Friday, January 5, 2007

Tackling the Water Crisis

Mini Sharma

There is a water crisis in India, but it is particularly pressing in some states more than in others - Madhya Pradesh, for instance. The country's infrastructure for basic supplies of water for drinking and sanitation is seriously wanting, even as urban and industrial water needs increase exponentially with every passing year.

In Madhya Pradesh (MP), there is acute shortage of water in 22 of the 48 districts. Short of a complete overhaul of existing supply systems, the solutions are deliverable but necessarily less than adequate. Fortunately, efforts towards water management throughout the state, with support from UNICEF, have started yielding results better than in the past. The water conservation drive initiated by the state government in 2002, called Jalabhishek Abhiyan, is doing well in the rural areas.

What has been nationally recognized is that the future of the country's food security and the quality of the lives and livelihood of its people depends on the collective ability to conserve and utilize groundwater resources in an environmentally-friendly, economically-efficient and socially-equitable manner.The MP government is also financially assisting villagers to develop ponds, which is one of the moves towards maintaining a balance in a depleting water table. Dr Sam Godfrey, UNICEF's project officer for water and sanitation, says, "A holistic approach that involves rooftop rainwater harvesting, grey-water recycling, and reduced groundwater abstraction will solve the quality as well as the quantity demands of the state."

The average rainfall in MP is 800 mm. High rainfall between 1,100-2,200 mm occurs in the Seoni, Balaghat, Umaria, Katni, Sidhi, Panna and Satna districts; low rainfall (below 600 mm) occurs in Ratlam, Ujjain, Barwani, Khargone, Rajgarh, etc.

A good part of the land suffers from rock desiccation. A fifth of the state's area is underlain by granite gneisses and meta-sedimentary rocks; a tenth is covered by the Gondwanas, which comprise of sandstone, limestone and marble.

Tube-wells and hand-pumps are rendered useless particularly in the summer, when groundwater levels drop below 200 meters in several districts. This is when lakhs of people become dependent on conventional water sources such as ponds, bawalis (step-wells) and rivers.

The situation is so chronic that people's representatives have repeatedly raised the water crisis specter in the State Assembly, forcing the government to declare three districts - Panna, Chhattarpur and Tikamgarh - drought-hit immediately after the end of the rainy season. (When did this happen?) The groundwater level has dropped below 150 meters in these districts, for which the government has announced special financial packages for construction of ponds and water transportation facilities.

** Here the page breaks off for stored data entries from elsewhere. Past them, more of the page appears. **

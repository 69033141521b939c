//! EXIF orientation handling.
//!
//! Phone cameras store pixels in sensor order and record the intended
//! rotation in EXIF tag `0x0112`. The normalizer bakes that transform into
//! the pixel data and never re-embeds the tag, so outputs display correctly
//! without any metadata.
//!
//! EXIF orientation values:
//! 1 = Normal, 2 = Mirrored, 3 = 180°, 4 = Flipped V,
//! 5 = Mirrored + 90° CW, 6 = 90° CW, 7 = Mirrored + 270° CW, 8 = 270° CW

use image::DynamicImage;
use std::io::Cursor;

/// Read the EXIF orientation tag from raw image bytes.
///
/// Returns 1 (normal) when there is no EXIF block, the tag is absent, or the
/// container is not one `kamadak-exif` understands.
pub fn read_exif_orientation(bytes: &[u8]) -> u32 {
    let mut cursor = Cursor::new(bytes);
    let exif = match exif::Reader::new().read_from_container(&mut cursor) {
        Ok(exif) => exif,
        Err(_) => return 1,
    };

    exif.get_field(exif::Tag::Orientation, exif::In::PRIMARY)
        .and_then(|field| field.value.get_uint(0))
        .unwrap_or(1)
}

/// Apply an EXIF orientation value to the pixel data.
pub fn apply_orientation(img: DynamicImage, orientation: u32) -> DynamicImage {
    match orientation {
        2 => img.fliph(),
        3 => img.rotate180(),
        4 => img.flipv(),
        5 => img.rotate90().fliph(),
        6 => img.rotate90(),
        7 => img.rotate270().fliph(),
        8 => img.rotate270(),
        _ => img,
    }
}
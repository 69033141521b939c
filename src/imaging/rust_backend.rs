//! Pure Rust decode + libwebp encode backend.
//!
//! ## Crate mapping
//!
//! | Step | Crate / function |
//! |---|---|
//! | Decode (JPEG, PNG, GIF, BMP, TIFF, WebP) | `image` crate decoders, format sniffed from bytes |
//! | Orientation | `kamadak-exif` tag read + `DynamicImage` rotate/flip |
//! | Flatten | alpha composited over white, everything else promoted to RGB8 |
//! | Resize | `image::imageops::resize` with `Lanczos3` filter |
//! | Encode → WebP | `webp::Encoder::encode_advanced` (lossy, method 6, exact off) |
//!
//! Outputs are written to a `.part` sibling and renamed into place, so a
//! failed encode or write never leaves a truncated file at the destination.

use super::backend::{BackendError, Dimensions, ImageBackend};
use super::calculations::bounded_dimensions;
use super::orientation::{apply_orientation, read_exif_orientation};
use super::params::{NormalizeParams, Quality};
use image::imageops::FilterType;
use image::{DynamicImage, ImageReader, Rgb, RgbImage};
use std::ffi::OsString;
use std::io::Cursor;
use std::path::{Path, PathBuf};

/// Extension of every normalized output.
pub const OUTPUT_EXTENSION: &str = "webp";

/// libwebp's slowest, most thorough effort level.
const WEBP_METHOD: i32 = 6;

/// Production backend.
///
/// See the [module docs](self) for the crate-to-step mapping.
pub struct RustBackend;

impl RustBackend {
    pub fn new() -> Self {
        Self
    }
}

impl Default for RustBackend {
    fn default() -> Self {
        Self::new()
    }
}

/// Decode raw bytes, sniffing the container rather than trusting the extension.
fn decode_image(path: &Path, bytes: &[u8]) -> Result<DynamicImage, BackendError> {
    ImageReader::new(Cursor::new(bytes))
        .with_guessed_format()?
        .decode()
        .map_err(|e| BackendError::decode(path, e))
}

/// Collapse any color model to opaque RGB8.
///
/// Alpha is composited over solid white; palette and grayscale sources (which
/// the decoders already expand) are promoted channel-wise.
fn flatten_to_rgb(img: DynamicImage) -> RgbImage {
    if !img.color().has_alpha() {
        return match img {
            DynamicImage::ImageRgb8(rgb) => rgb,
            other => other.to_rgb8(),
        };
    }

    let rgba = img.to_rgba8();
    RgbImage::from_fn(rgba.width(), rgba.height(), |x, y| {
        let [r, g, b, a] = rgba.get_pixel(x, y).0;
        let alpha = a as u32;
        let over_white = |c: u8| ((c as u32 * alpha + 255 * (255 - alpha) + 127) / 255) as u8;
        Rgb([over_white(r), over_white(g), over_white(b)])
    })
}

/// Encode as lossy WebP at the given quality.
fn encode_webp(rgb: &RgbImage, quality: Quality, output: &Path) -> Result<Vec<u8>, BackendError> {
    let mut config = webp::WebPConfig::new()
        .map_err(|_| BackendError::encode(output, "libwebp rejected the default config"))?;
    config.lossless = 0;
    config.quality = quality.value() as f32;
    config.method = WEBP_METHOD;
    config.exact = 0;

    let encoder = webp::Encoder::from_rgb(rgb.as_raw(), rgb.width(), rgb.height());
    let memory = encoder
        .encode_advanced(&config)
        .map_err(|e| BackendError::encode(output, format!("{e:?}")))?;
    Ok(memory.to_vec())
}

fn partial_path(path: &Path) -> Result<PathBuf, BackendError> {
    let name = path.file_name().ok_or_else(|| {
        std::io::Error::new(
            std::io::ErrorKind::InvalidInput,
            format!("output path has no file name: {}", path.display()),
        )
    })?;
    let mut partial = OsString::from(name);
    partial.push(".part");
    Ok(path.with_file_name(partial))
}

/// Write via a `.part` sibling and rename into place.
fn write_atomically(path: &Path, bytes: &[u8]) -> Result<(), BackendError> {
    let partial = partial_path(path)?;
    let result = std::fs::write(&partial, bytes).and_then(|()| std::fs::rename(&partial, path));
    if let Err(e) = result {
        let _ = std::fs::remove_file(&partial);
        return Err(BackendError::Io(e));
    }
    Ok(())
}

impl ImageBackend for RustBackend {
    fn normalize(&self, params: &NormalizeParams) -> Result<Dimensions, BackendError> {
        let bytes = std::fs::read(&params.source)?;
        let decoded = decode_image(&params.source, &bytes)?;

        let oriented = apply_orientation(decoded, read_exif_orientation(&bytes));
        let rgb = flatten_to_rgb(oriented);

        let bounded = match bounded_dimensions(rgb.dimensions(), params.max_dimension) {
            Some((width, height)) => {
                tracing::debug!(
                    source = %params.source.display(),
                    from = ?rgb.dimensions(),
                    to = ?(width, height),
                    "resizing to bound"
                );
                image::imageops::resize(&rgb, width, height, FilterType::Lanczos3)
            }
            None => rgb,
        };

        let encoded = encode_webp(&bounded, params.quality, &params.output)?;
        write_atomically(&params.output, &encoded)?;

        Ok(Dimensions {
            width: bounded.width(),
            height: bounded.height(),
        })
    }
}
//! Directory batch results and progress events.
//!
//! [`Normalizer::normalize_directory`](crate::normalize::Normalizer::normalize_directory)
//! accumulates a [`BatchReport`] as it goes and, when given a channel, streams
//! [`BatchEvent`]s so a CLI can print progress from another thread while the
//! batch itself stays on the calling thread.

use crate::imaging::reduction_percent;
use serde::Serialize;
use std::path::PathBuf;

/// Progress notifications sent during a directory batch.
#[derive(Debug, Clone)]
pub enum BatchEvent {
    Started {
        root: PathBuf,
        total: usize,
    },
    /// `index` is 1-based.
    FileNormalized {
        index: usize,
        total: usize,
        file: FileReport,
    },
    FileFailed {
        index: usize,
        total: usize,
        path: PathBuf,
    },
    Finished {
        succeeded: usize,
        failed: usize,
    },
}

/// One successfully normalized file.
#[derive(Debug, Clone, PartialEq, Serialize)]
pub struct FileReport {
    pub input_path: PathBuf,
    pub output_path: PathBuf,
    pub original_size: u64,
    pub output_size: u64,
    pub reduction_percent: f64,
}

impl FileReport {
    pub fn new(
        input_path: PathBuf,
        output_path: PathBuf,
        original_size: u64,
        output_size: u64,
    ) -> Self {
        Self {
            input_path,
            output_path,
            original_size,
            output_size,
            reduction_percent: reduction_percent(original_size, output_size),
        }
    }
}

/// Aggregate result of a directory batch.
///
/// Size totals cover successful files only; a failed file contributes no
/// bytes to either side.
#[derive(Debug, Clone, PartialEq, Serialize)]
pub struct BatchReport {
    pub total_files: usize,
    pub succeeded: usize,
    pub failed: usize,
    pub original_total_size: u64,
    pub optimized_total_size: u64,
    pub files: Vec<FileReport>,
    pub failures: Vec<PathBuf>,
    /// Outputs written by more than one source in this batch (e.g. `x.jpg`
    /// and `x.png` both landing on `x.webp`). The last writer wins.
    pub collisions: Vec<PathBuf>,
}

impl BatchReport {
    pub fn new(total_files: usize) -> Self {
        Self {
            total_files,
            succeeded: 0,
            failed: 0,
            original_total_size: 0,
            optimized_total_size: 0,
            files: Vec::new(),
            failures: Vec::new(),
            collisions: Vec::new(),
        }
    }

    /// Record a written output. Returns `false` if an earlier file in this
    /// batch already wrote the same output path.
    pub fn record_success(&mut self, file: FileReport) -> bool {
        let first_write = !self.files.iter().any(|f| f.output_path == file.output_path);
        if !first_write && !self.collisions.contains(&file.output_path) {
            self.collisions.push(file.output_path.clone());
        }
        self.succeeded += 1;
        self.original_total_size += file.original_size;
        self.optimized_total_size += file.output_size;
        self.files.push(file);
        first_write
    }

    pub fn record_failure(&mut self, path: PathBuf) {
        self.failed += 1;
        self.failures.push(path);
    }

    pub fn total_reduction_percent(&self) -> f64 {
        reduction_percent(self.original_total_size, self.optimized_total_size)
    }

    /// Bytes saved across the batch. Zero if the outputs grew.
    pub fn bytes_saved(&self) -> u64 {
        self.original_total_size.saturating_sub(self.optimized_total_size)
    }
}
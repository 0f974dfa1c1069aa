//! Handler registrar — explicit wiring of handler objects to a bus.
//!
//! The registrar owns the startup/shutdown half of an adapter's life:
//! `register` wraps and subscribes, `deregister` unsubscribes, and dropping
//! the registrar unsubscribes whatever is still registered.
//!
//! ```ignore
//! let mut registrar = HandlerRegistrar::new(bus.clone());
//! let orders = registrar.register(Arc::new(OrderHandlers::new(repo)))?;
//! let payments = registrar.register(Arc::new(PaymentHandlers::default()))?;
//!
//! bus.dispatch(CommandMessage::new(PlaceOrder { .. }), CommandContext::new())?;
//!
//! registrar.shutdown()?;
//! ```

mod error;
mod registrar;

pub use error::RegistrationError;
pub use registrar::HandlerRegistrar;
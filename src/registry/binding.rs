//! A single resolved handler method.

use std::fmt;

use crate::command::{CommandContext, CommandMessage, CommandType, Outcome};
use crate::error::{DispatchError, HandlerFailure};

/// How a handler method is declared.
#[derive(Debug, Clone, Copy, PartialEq, Eq, Default)]
pub struct HandlerShape {
    /// The method takes a `&CommandContext` after the command.
    pub accepts_context: bool,
    /// The method declares a result. Void handlers dispatch to `Outcome::Void`.
    pub has_return_value: bool,
}

impl HandlerShape {
    pub const fn new(accepts_context: bool, has_return_value: bool) -> Self {
        Self {
            accepts_context,
            has_return_value,
        }
    }
}

/// The `Result` a fallible handler method returns, under whatever alias it
/// is spelled with (`io::Result<T>`, `fmt::Result`, a crate's own alias).
///
/// Generated handler tables call this on every return type named like a
/// `Result`, so only real `Result`s are accepted there.
pub trait IntoHandlerResult {
    type Ok;

    fn into_handler_result(self) -> Result<Self::Ok, HandlerFailure>;
}

impl<R, E> IntoHandlerResult for Result<R, E>
where
    E: Into<HandlerFailure>,
{
    type Ok = R;

    fn into_handler_result(self) -> Result<R, HandlerFailure> {
        self.map_err(Into::into)
    }
}

type Invoker<T> =
    Box<dyn Fn(&T, CommandMessage, &CommandContext) -> Result<Outcome, DispatchError> + Send + Sync>;

/// The association between one command type and the method handling it.
///
/// Bindings are created by `HandlerRegistryBuilder` and owned by the
/// registry they were built into. They never change afterwards.
pub struct HandlerBinding<T> {
    command_type: CommandType,
    method_name: &'static str,
    shape: HandlerShape,
    invoker: Invoker<T>,
}

impl<T> HandlerBinding<T> {
    pub(crate) fn new(
        command_type: CommandType,
        method_name: &'static str,
        shape: HandlerShape,
        invoker: Invoker<T>,
    ) -> Self {
        Self {
            command_type,
            method_name,
            shape,
            invoker,
        }
    }

    pub fn command_type(&self) -> CommandType {
        self.command_type
    }

    /// Name of the handler method. Informational only, never used for routing.
    pub fn method_name(&self) -> &'static str {
        self.method_name
    }

    pub fn shape(&self) -> HandlerShape {
        self.shape
    }

    pub fn accepts_context(&self) -> bool {
        self.shape.accepts_context
    }

    pub fn has_return_value(&self) -> bool {
        self.shape.has_return_value
    }

    /// Call the handler method on `target`.
    ///
    /// The context only reaches handlers that declare it; others see an
    /// empty one. A command of the wrong type is an invocation failure, not
    /// a handler failure.
    pub fn invoke(
        &self,
        target: &T,
        command: CommandMessage,
        context: &CommandContext,
    ) -> Result<Outcome, DispatchError> {
        if command.command_type() != self.command_type {
            return Err(DispatchError::Invocation {
                command_type: command.command_type(),
                method: self.method_name,
                reason: format!("binding accepts {}", self.command_type),
            });
        }

        let outcome = if self.shape.accepts_context {
            (self.invoker)(target, command, context)?
        } else {
            (self.invoker)(target, command, &CommandContext::default())?
        };

        match (self.shape.has_return_value, outcome) {
            (false, _) => Ok(Outcome::Void),
            (true, Outcome::Void) => Err(DispatchError::Invocation {
                command_type: self.command_type,
                method: self.method_name,
                reason: "handler declares a result but produced none".to_string(),
            }),
            (true, value) => Ok(value),
        }
    }
}

impl<T> fmt::Debug for HandlerBinding<T> {
    fn fmt(&self, f: &mut fmt::Formatter<'_>) -> fmt::Result {
        f.debug_struct("HandlerBinding")
            .field("command_type", &self.command_type)
            .field("method_name", &self.method_name)
            .field("shape", &self.shape)
            .finish()
    }
}
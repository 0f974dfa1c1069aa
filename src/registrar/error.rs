use std::fmt;

use crate::adapter::SubscriptionError;
use crate::registry::InvalidHandlerDefinition;

/// Error type for registering handler objects.
#[derive(Debug)]
pub enum RegistrationError {
    /// The target's handler declarations are invalid.
    InvalidDefinition(InvalidHandlerDefinition),
    /// The adapter could not be (un)subscribed.
    Subscription(SubscriptionError),
}

impl fmt::Display for RegistrationError {
    fn fmt(&self, f: &mut fmt::Formatter<'_>) -> fmt::Result {
        match self {
            RegistrationError::InvalidDefinition(e) => {
                write!(f, "invalid handler definition: {}", e)
            }
            RegistrationError::Subscription(e) => write!(f, "subscription failed: {}", e),
        }
    }
}

impl std::error::Error for RegistrationError {
    fn source(&self) -> Option<&(dyn std::error::Error + 'static)> {
        match self {
            RegistrationError::InvalidDefinition(e) => Some(e),
            RegistrationError::Subscription(e) => Some(e),
        }
    }
}

impl From<InvalidHandlerDefinition> for RegistrationError {
    fn from(err: InvalidHandlerDefinition) -> Self {
        RegistrationError::InvalidDefinition(err)
    }
}

impl From<SubscriptionError> for RegistrationError {
    fn from(err: SubscriptionError) -> Self {
        RegistrationError::Subscription(err)
    }
}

Brijendra Singh Rathore, a legislator, says that the situation in Tikamgarh district worsens every year. Despite average rainfall, nothing much has changed. Merely transporting water from nearby districts is not the solution, he says: rainwater needs to be utilized properly.
This problem is serious enough for the state to have recently gone on a water conservation drive involving grey-water reuse and rainwater harvesting. An engineer of the state's Public Health Engineering Department (PHED) claimed that awareness is being created among citizens towards water conservation.In the most basic architectural terms, this entails the construction of a special structure on the rooftops of buildings, from where rainwater debouches into an over-ground or underground water tank. This water is used for non-potable purposes such as gardening and in bathrooms.

Technological simplicity is the keyword. In the state's Dhar and Jhabua districts, UNICEF and the National Environmental Engineering Research Institute (NEERI), Nagpur, have designed and implemented water management schemes that are simple enough to be operated and maintained by children's water safety clubs.These clubs have reduced water demand by 60 per cent in tribal 'ashram schools', and have been highlighted by the PHED as worth replicating throughout the state.

Pinky Bhawar, a student of class 10 in a government school in Dhar district, who shares a tribal hostel with 275 other girls, is member of a water safety club in her hostel. The club not only discusses matters of awareness of water conservation and reuse, but also helps the hostel maintain the system and keep it clean.The water reuse system in Pinky's hostel recycles wastewater from bathroom use and washing hands and reuses it for gardening and flushing toilets. The hostel also has a rainwater harvesting system in place. Apart from showcasing the fact that development functions best when it percolates down, it also means that the girls at the hostel get extra water to bathe every day.